INSTRUCTIONS TO FOLLOW:
Below are some records; find each line that carries the word "input" and copy it.
─── DATA SUPPLIED ───
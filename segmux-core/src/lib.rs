//! Board-agnostic core logic for the segmux display firmware
//!
//! This crate contains all application logic that does not depend on
//! specific hardware implementations:
//!
//! - Bit queue between the edge interrupt and the main loop
//! - Step-by-step shift register sender
//! - Glyph coverage for the scan lines
//! - Digit accumulation and input session timeout
//! - The cooperative display/input scheduler
//! - Configuration type definitions

#![no_std]
#![deny(unsafe_code)]

#[cfg(test)]
extern crate std;

pub mod config;
pub mod display;
pub mod input;
pub mod queue;
pub mod scheduler;
pub mod shared;
pub mod shift;

#[cfg(test)]
mod testing;

pub use scheduler::{Activity, Multiplexer, PanelPins, Stats};
pub use shared::SharedState;
//! Parser for `wg show all dump`.
//!
//! The tool prints one tab separated line per interface, followed by one line per peer:
//!
//! ```text
//! <iface> <private-key> <public-key> <listen-port> <fwmark>
//! <iface> <public-key> <preshared-key> <endpoint> <allowed-ips> <latest-handshake> <transfer-rx> <transfer-tx> <persistent-keepalive>
//! ```
//!
//! Missing values are printed as `(none)`, disabled ones as `off`.

use std::{collections::BTreeMap, str::FromStr};

use ipnetwork::IpNetwork;
use secrecy::SecretString;
use wgusage_common::messages::snapshot::{InterfaceSample, PeerSample, Snapshot};

use crate::error::UsageError;

const INTERFACE_FIELDS: usize = 5;
const PEER_FIELDS: usize = 9;
const NONE: &str = "(none)";
const OFF: &str = "off";

/// Parses the whole dump. A single bad line rejects the snapshot.
pub fn parse_dump(output: &str) -> Result<Snapshot, UsageError> {
    let mut interfaces = BTreeMap::new();

    for (index, line) in output.lines().enumerate() {
        let line_no = index + 1;
        if line.trim().is_empty() {
            continue;
        }
        let fields: Vec<&str> = line.split('\t').collect();
        match fields.len() {
            INTERFACE_FIELDS => {
                let (name, interface) = parse_interface(&fields, line_no)?;
                if interfaces.insert(name.clone(), interface).is_some() {
                    return Err(malformed(line_no, format!("duplicate interface {name}")));
                }
            }
            PEER_FIELDS => {
                let (interface_name, peer_id, peer) = parse_peer(&fields, line_no)?;
                let Some(interface) = interfaces.get_mut(&interface_name) else {
                    return Err(malformed(
                        line_no,
                        format!("peer {peer_id} belongs to undeclared interface {interface_name}"),
                    ));
                };
                if interface.peers.insert(peer_id.clone(), peer).is_some() {
                    return Err(malformed(
                        line_no,
                        format!("duplicate peer {peer_id} on {interface_name}"),
                    ));
                }
            }
            count => {
                return Err(malformed(
                    line_no,
                    format!("expected {INTERFACE_FIELDS} or {PEER_FIELDS} fields, found {count}"),
                ));
            }
        }
    }

    Ok(Snapshot { interfaces })
}

fn parse_interface(fields: &[&str], line_no: usize) -> Result<(String, InterfaceSample), UsageError> {
    let name = required(fields[0], "interface name", line_no)?;
    let interface = InterfaceSample {
        private_key: optional(fields[1]).map(SecretString::from),
        public_key: optional(fields[2]).map(ToOwned::to_owned),
        listen_port: match fields[3] {
            "0" => None,
            port => Some(number(port, "listen port", line_no)?),
        },
        fwmark: parse_fwmark(fields[4], line_no)?,
        peers: BTreeMap::new(),
    };
    Ok((name, interface))
}

fn parse_peer(fields: &[&str], line_no: usize) -> Result<(String, String, PeerSample), UsageError> {
    let interface_name = required(fields[0], "interface name", line_no)?;
    let peer_id = required(fields[1], "peer public key", line_no)?;
    let peer = PeerSample {
        preshared_key: optional(fields[2]).map(SecretString::from),
        endpoint: optional(fields[3]).map(ToOwned::to_owned),
        allowed_ips: parse_allowed_ips(fields[4], line_no)?,
        latest_handshake: counter(fields[5], "latest handshake", line_no)?,
        transfer_rx: counter(fields[6], "transfer rx", line_no)?,
        transfer_tx: counter(fields[7], "transfer tx", line_no)?,
        persistent_keepalive: match fields[8] {
            OFF | "0" => None,
            interval => Some(number(interval, "persistent keepalive", line_no)?),
        },
    };
    Ok((interface_name, peer_id, peer))
}

fn parse_allowed_ips(value: &str, line_no: usize) -> Result<Vec<IpNetwork>, UsageError> {
    let Some(value) = optional(value) else {
        return Ok(Vec::new());
    };
    value
        .split(',')
        .map(str::trim)
        .filter(|network| !network.is_empty())
        .map(|network| {
            network
                .parse()
                .map_err(|err| malformed(line_no, format!("invalid allowed ip {network}: {err}")))
        })
        .collect()
}

fn parse_fwmark(value: &str, line_no: usize) -> Result<Option<u32>, UsageError> {
    if value == OFF {
        return Ok(None);
    }
    let parsed = match value
        .strip_prefix("0x")
        .or_else(|| value.strip_prefix("0X"))
    {
        Some(hex) => u32::from_str_radix(hex, 16).ok(),
        None => value.parse().ok(),
    };
    match parsed {
        Some(0) => Ok(None),
        Some(mark) => Ok(Some(mark)),
        None => Err(malformed(line_no, format!("invalid fwmark {value}"))),
    }
}

/// Non-negative counter which has to fit the database integer type.
fn counter(value: &str, what: &str, line_no: usize) -> Result<i64, UsageError> {
    let value: u64 = number(value, what, line_no)?;
    i64::try_from(value).map_err(|_| malformed(line_no, format!("{what} out of range: {value}")))
}

fn number<T: FromStr>(value: &str, what: &str, line_no: usize) -> Result<T, UsageError> {
    value
        .parse()
        .map_err(|_| malformed(line_no, format!("invalid {what}: {value}")))
}

fn required(value: &str, what: &str, line_no: usize) -> Result<String, UsageError> {
    optional(value)
        .map(ToOwned::to_owned)
        .ok_or_else(|| malformed(line_no, format!("missing {what}")))
}

fn optional(value: &str) -> Option<&str> {
    match value.trim() {
        "" | NONE => None,
        value => Some(value),
    }
}

fn malformed(line_no: usize, reason: String) -> UsageError {
    UsageError::MalformedSnapshot(format!("line {line_no}: {reason}"))
}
───
TASK RESPONSE:
//! - Digit accumulation and input session timeout
//! - The cooperative display/input scheduler
pub mod input;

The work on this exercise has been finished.